__What you will do__:
For the records below, tally the lines that contain "RRPoint" and give only that number.

__Entries provided__:
//! Session-level driver tying the stages together.
//!
//! The detector flags every beat once, verification gates the recording, the
//! selector picks a recovery window and a peak-capacity window, and the full
//! metric set is computed once more over the recovery window.

use crate::{
    config::AnalysisConfig,
    detectors::{
        artifact::{self, ArtifactFlag, ArtifactSummary},
        correction::{correct_artifacts, CorrectionMethod},
    },
    error::Result,
    events::{AnalysisEvent, EventSink, LogSink},
    metrics::{
        ans::{readiness_score, stress_index, AnsIndices, Readiness, ReadinessContext, ReadinessInputs},
        frequency::{frequency_domain, FrequencyDomain, PlanCache},
        nonlinear::{nonlinear, Nonlinear},
        time::{time_domain, TimeDomain},
    },
    outcome::{Insufficient, Outcome},
    signal::{RRPoint, RRSeries},
    verification::{verify_flagged, verify_recording, VerificationResult},
    window::selector::{
        PeakCapacity, RecoveryWindow, SelectionMethod, SleepAnchors, WindowSelector,
    },
};
use serde::{Deserialize, Serialize};

/// Everything the engine needs about one recording session.
#[derive(Debug, Clone, Default, PartialEq, Serialize, Deserialize)]
#[serde(default)]
pub struct SessionInput {
    pub series: RRSeries,
    pub anchors: SleepAnchors,
    pub device: Option<String>,
    pub readiness: ReadinessContext,
    pub method: SelectionMethod,
}

impl SessionInput {
    pub fn new(series: RRSeries) -> Self {
        Self {
            series,
            ..Default::default()
        }
    }
}

/// Full metric set over one window.
#[derive(Debug, Clone, PartialEq, Serialize, Deserialize)]
pub struct WindowMetrics {
    pub correction: CorrectionMethod,
    pub time: TimeDomain,
    pub frequency: Outcome<FrequencyDomain>,
    pub nonlinear: Outcome<Nonlinear>,
    pub ans: AnsIndices,
    pub readiness: Readiness,
}

#[derive(Debug, Clone, PartialEq, Serialize, Deserialize)]
pub struct SessionAnalysis {
    pub verification: VerificationResult,
    pub artifacts: ArtifactSummary,
    pub flags: Vec<ArtifactFlag>,
    pub recovery: Outcome<RecoveryWindow>,
    pub peak_capacity: Outcome<PeakCapacity>,
    pub metrics: Outcome<WindowMetrics>,
}

/// Analysis context: configuration, transform plans and the diagnostics sink.
pub struct Analyzer {
    config: AnalysisConfig,
    cache: PlanCache,
    sink: Box<dyn EventSink>,
}

impl Analyzer {
    pub fn new(config: AnalysisConfig) -> Result<Self> {
        config.validate()?;
        let cache = PlanCache::new(config.frequency.plan_cache_capacity);
        Ok(Self {
            config,
            cache,
            sink: Box::new(LogSink),
        })
    }

    pub fn with_sink(mut self, sink: Box<dyn EventSink>) -> Self {
        self.sink = sink;
        self
    }

    pub fn config(&self) -> &AnalysisConfig {
        &self.config
    }

    pub fn plan_cache(&self) -> &PlanCache {
        &self.cache
    }

    pub fn verify(&self, series: &RRSeries, device: Option<&str>) -> VerificationResult {
        let result = verify_recording(
            series,
            device,
            &self.config.verification,
            &self.config.artifact,
        );
        self.report_verification(&result);
        result
    }

    /// Verification reusing flags from [`Analyzer::detect_artifacts`].
    pub fn verify_flagged(
        &self,
        series: &RRSeries,
        flags: &[ArtifactFlag],
        device: Option<&str>,
    ) -> Result<VerificationResult> {
        let result = verify_flagged(series, flags, device, &self.config.verification)?;
        self.report_verification(&result);
        Ok(result)
    }

    fn report_verification(&self, result: &VerificationResult) {
        self.sink.record(AnalysisEvent::VerificationCompleted {
            passed: result.passed,
            reasons: result
                .rejection_reasons
                .iter()
                .map(|r| format!("{r:?}"))
                .collect(),
            warnings: result.warnings.len(),
        });
    }

    pub fn detect_artifacts(&self, series: &RRSeries) -> Vec<ArtifactFlag> {
        let flags = artifact::detect_artifacts(series, &self.config.artifact);
        let summary = ArtifactSummary::from_flags(&flags);
        self.sink.record(AnalysisEvent::ArtifactsDetected {
            total: summary.total,
            artifacts: summary.artifacts,
            rate: summary.rate,
        });
        flags
    }

    pub fn selector(&self) -> WindowSelector<'_> {
        WindowSelector::new(&self.config, &self.cache, self.sink.as_ref())
    }

    pub fn analyze(&self, input: &SessionInput) -> Result<SessionAnalysis> {
        let series = &input.series;
        let flags = self.detect_artifacts(series);
        let verification = self.verify_flagged(series, &flags, input.device.as_deref())?;
        let artifacts = ArtifactSummary::from_flags(&flags);

        if !verification.passed {
            let rejected = Insufficient::VerificationFailed;
            return Ok(SessionAnalysis {
                verification,
                artifacts,
                flags,
                recovery: Outcome::Insufficient(rejected),
                peak_capacity: Outcome::Insufficient(rejected),
                metrics: Outcome::Insufficient(rejected),
            });
        }

        let selector = self.selector();
        let recovery = selector.select(series, &flags, &input.anchors, input.method)?;
        let peak_capacity = selector.peak_capacity(series, &flags, &input.anchors)?;
        let metrics = match recovery.as_ref() {
            Outcome::Found(window) => self.window_metrics(
                series,
                &flags,
                window.window.start_index,
                window.window.end_index,
                &input.readiness,
            )?,
            Outcome::Insufficient(reason) => Outcome::Insufficient(reason),
        };

        Ok(SessionAnalysis {
            verification,
            artifacts,
            flags,
            recovery,
            peak_capacity,
            metrics,
        })
    }

    /// Beats of `[start, end)` after the configured correction, still flagged ones dropped.
    ///
    /// Timestamps follow the source beats, so deletion keeps the time axis intact.
    pub fn corrected_points(
        &self,
        series: &RRSeries,
        flags: &[ArtifactFlag],
        start: usize,
        end: usize,
    ) -> Result<Outcome<Vec<RRPoint>>> {
        if start >= end || end > series.len() || end > flags.len() {
            return Ok(Outcome::Insufficient(Insufficient::OutOfRange));
        }
        let points = &series.points[start..end];
        let values: Vec<f64> = points.iter().map(RRPoint::value).collect();
        let corrected = correct_artifacts(
            &values,
            &flags[start..end],
            self.config.correction.method,
            &self.config.correction,
        )?;
        let clean = corrected
            .values
            .iter()
            .zip(&corrected.flags)
            .zip(&corrected.source_index)
            .filter(|((_, flag), _)| !flag.is_artifact)
            .map(|((value, _), &source)| RRPoint {
                rr_ms: value.round().max(0.0) as u32,
                ..points[source]
            })
            .collect();
        Ok(Outcome::Found(clean))
    }

    pub fn window_metrics(
        &self,
        series: &RRSeries,
        flags: &[ArtifactFlag],
        start: usize,
        end: usize,
        context: &ReadinessContext,
    ) -> Result<Outcome<WindowMetrics>> {
        let clean = match self.corrected_points(series, flags, start, end)? {
            Outcome::Found(clean) => clean,
            Outcome::Insufficient(reason) => return Ok(Outcome::Insufficient(reason)),
        };
        let time = match time_domain(&clean, &self.config.time) {
            Outcome::Found(time) => time,
            Outcome::Insufficient(reason) => return Ok(Outcome::Insufficient(reason)),
        };
        let values: Vec<f64> = clean.iter().map(RRPoint::value).collect();
        let frequency = frequency_domain(&clean, &self.config.frequency, &self.cache)?;
        let nonlinear = nonlinear(&values, &self.config.nonlinear);
        let si = stress_index(&values, self.config.ans.stress_bin_ms);
        let ans = AnsIndices::compute(&time, nonlinear.as_ref().found(), si, &self.config.ans);
        let alpha1 = nonlinear
            .as_ref()
            .found()
            .and_then(|nl| nl.dfa)
            .map(|dfa| dfa.alpha1.alpha);
        let readiness = readiness_score(
            &ReadinessInputs {
                rmssd: time.rmssd,
                alpha1,
                ans: Some(&ans),
                context,
            },
            &self.config.readiness,
            &self.config.classifier,
            &self.config.ans,
        );

        Ok(Outcome::Found(WindowMetrics {
            correction: self.config.correction.method,
            time,
            frequency,
            nonlinear,
            ans,
            readiness,
        }))
    }

    /// Drop every cached transform plan.
    pub fn release_plans(&self) -> usize {
        let plans = self.cache.clear();
        self.sink.record(AnalysisEvent::PlansReleased { plans });
        plans
    }
}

__Solution to this task__:
5